Assignment: Every line of the entries below from the one containing "density and material;" to the one containing "Anything that fails", both ends included, must be written out exactly. No other line belongs in the answer.

Dataset items:
◆ ◆ ◆ ◆
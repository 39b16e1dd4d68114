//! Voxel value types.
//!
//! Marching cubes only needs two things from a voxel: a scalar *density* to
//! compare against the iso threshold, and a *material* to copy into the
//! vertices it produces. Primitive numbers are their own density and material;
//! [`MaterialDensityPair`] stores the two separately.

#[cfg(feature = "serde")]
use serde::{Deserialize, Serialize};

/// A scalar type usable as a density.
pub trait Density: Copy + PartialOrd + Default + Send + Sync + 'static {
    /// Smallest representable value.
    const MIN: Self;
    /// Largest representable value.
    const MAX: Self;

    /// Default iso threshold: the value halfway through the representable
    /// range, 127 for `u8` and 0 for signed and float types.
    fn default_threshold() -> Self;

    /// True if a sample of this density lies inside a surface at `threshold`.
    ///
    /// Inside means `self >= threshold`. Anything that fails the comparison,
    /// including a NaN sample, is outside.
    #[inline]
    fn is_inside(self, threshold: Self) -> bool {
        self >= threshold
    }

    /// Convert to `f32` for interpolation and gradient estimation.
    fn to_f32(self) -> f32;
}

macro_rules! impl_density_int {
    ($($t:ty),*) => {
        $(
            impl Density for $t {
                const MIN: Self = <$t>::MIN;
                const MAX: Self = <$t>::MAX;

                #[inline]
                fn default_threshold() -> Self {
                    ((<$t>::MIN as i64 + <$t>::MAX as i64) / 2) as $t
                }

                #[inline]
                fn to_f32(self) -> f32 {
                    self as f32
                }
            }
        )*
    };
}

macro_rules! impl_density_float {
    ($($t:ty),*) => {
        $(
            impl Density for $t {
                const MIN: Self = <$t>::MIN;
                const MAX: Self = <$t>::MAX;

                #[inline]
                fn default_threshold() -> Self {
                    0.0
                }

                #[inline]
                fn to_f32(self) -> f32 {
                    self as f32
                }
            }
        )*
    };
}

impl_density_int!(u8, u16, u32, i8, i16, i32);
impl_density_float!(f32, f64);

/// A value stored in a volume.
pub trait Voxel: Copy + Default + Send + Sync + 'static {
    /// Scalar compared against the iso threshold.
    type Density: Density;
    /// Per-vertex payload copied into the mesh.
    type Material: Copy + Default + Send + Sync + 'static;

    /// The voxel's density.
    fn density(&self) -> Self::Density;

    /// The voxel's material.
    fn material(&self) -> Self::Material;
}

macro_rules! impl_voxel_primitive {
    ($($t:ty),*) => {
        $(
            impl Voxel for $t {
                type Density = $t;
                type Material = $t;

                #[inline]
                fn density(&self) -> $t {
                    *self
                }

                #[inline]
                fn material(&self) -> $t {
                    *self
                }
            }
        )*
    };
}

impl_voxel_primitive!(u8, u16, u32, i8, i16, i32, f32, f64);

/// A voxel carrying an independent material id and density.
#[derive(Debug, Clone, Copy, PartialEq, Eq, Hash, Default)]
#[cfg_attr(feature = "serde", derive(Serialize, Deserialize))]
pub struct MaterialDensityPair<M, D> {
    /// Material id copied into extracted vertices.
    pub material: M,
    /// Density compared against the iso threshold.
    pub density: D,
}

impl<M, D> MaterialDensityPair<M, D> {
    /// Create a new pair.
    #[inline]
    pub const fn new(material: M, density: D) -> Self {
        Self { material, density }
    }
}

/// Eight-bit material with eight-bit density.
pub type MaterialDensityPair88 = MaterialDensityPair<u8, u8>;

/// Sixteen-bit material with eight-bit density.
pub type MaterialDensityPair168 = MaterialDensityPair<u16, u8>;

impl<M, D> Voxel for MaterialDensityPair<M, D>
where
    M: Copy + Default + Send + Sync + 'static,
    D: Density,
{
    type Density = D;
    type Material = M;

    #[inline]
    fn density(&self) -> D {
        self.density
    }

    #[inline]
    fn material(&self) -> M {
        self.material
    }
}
◆ ◆ ◆ ◆
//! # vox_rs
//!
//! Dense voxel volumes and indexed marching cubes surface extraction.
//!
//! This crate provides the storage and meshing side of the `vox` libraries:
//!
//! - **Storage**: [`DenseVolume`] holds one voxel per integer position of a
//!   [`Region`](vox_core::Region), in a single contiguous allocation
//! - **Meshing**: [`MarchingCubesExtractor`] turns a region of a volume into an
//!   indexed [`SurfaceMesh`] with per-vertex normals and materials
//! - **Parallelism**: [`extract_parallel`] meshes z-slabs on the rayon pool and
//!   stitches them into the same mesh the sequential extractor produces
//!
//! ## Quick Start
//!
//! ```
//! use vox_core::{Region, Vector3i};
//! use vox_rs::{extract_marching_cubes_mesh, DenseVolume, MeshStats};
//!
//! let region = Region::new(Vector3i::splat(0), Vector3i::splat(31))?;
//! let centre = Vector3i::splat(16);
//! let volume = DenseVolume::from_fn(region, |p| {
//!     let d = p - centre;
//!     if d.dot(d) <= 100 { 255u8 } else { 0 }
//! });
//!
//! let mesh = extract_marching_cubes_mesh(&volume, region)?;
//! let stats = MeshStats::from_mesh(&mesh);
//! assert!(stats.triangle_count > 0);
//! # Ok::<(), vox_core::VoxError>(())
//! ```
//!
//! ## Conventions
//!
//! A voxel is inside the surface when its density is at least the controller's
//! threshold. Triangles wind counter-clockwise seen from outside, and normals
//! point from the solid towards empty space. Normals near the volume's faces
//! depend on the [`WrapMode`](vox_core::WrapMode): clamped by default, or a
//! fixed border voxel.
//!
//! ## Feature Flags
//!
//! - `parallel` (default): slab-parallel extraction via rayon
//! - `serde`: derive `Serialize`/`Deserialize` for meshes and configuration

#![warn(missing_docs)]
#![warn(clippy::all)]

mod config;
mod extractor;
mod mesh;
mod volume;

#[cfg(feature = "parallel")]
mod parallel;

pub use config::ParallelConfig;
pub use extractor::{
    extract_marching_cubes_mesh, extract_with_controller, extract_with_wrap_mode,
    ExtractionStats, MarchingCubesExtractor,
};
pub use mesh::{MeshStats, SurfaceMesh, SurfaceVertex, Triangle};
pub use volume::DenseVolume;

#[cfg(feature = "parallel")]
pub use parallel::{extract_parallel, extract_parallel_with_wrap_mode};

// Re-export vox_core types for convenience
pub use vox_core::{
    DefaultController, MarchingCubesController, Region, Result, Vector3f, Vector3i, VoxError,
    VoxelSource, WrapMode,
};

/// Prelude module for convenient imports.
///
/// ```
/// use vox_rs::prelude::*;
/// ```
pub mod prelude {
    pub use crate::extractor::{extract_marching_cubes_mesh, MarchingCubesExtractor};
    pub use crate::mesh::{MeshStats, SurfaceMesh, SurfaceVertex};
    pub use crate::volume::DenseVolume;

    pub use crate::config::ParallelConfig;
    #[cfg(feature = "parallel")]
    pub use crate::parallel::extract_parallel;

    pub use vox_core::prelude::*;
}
◆ ◆ ◆ ◆
Expected answer:
//! vertices it produces. Primitive numbers are their own density and material;
//! [`MaterialDensityPair`] stores the two separately.

#[cfg(feature = "serde")]
use serde::{Deserialize, Serialize};

/// A scalar type usable as a density.
pub trait Density: Copy + PartialOrd + Default + Send + Sync + 'static {
    /// Smallest representable value.
    const MIN: Self;
    /// Largest representable value.
    const MAX: Self;

    /// Default iso threshold: the value halfway through the representable
    /// range, 127 for `u8` and 0 for signed and float types.
    fn default_threshold() -> Self;

    /// True if a sample of this density lies inside a surface at `threshold`.
    ///
    /// Inside means `self >= threshold`. Anything that fails the comparison,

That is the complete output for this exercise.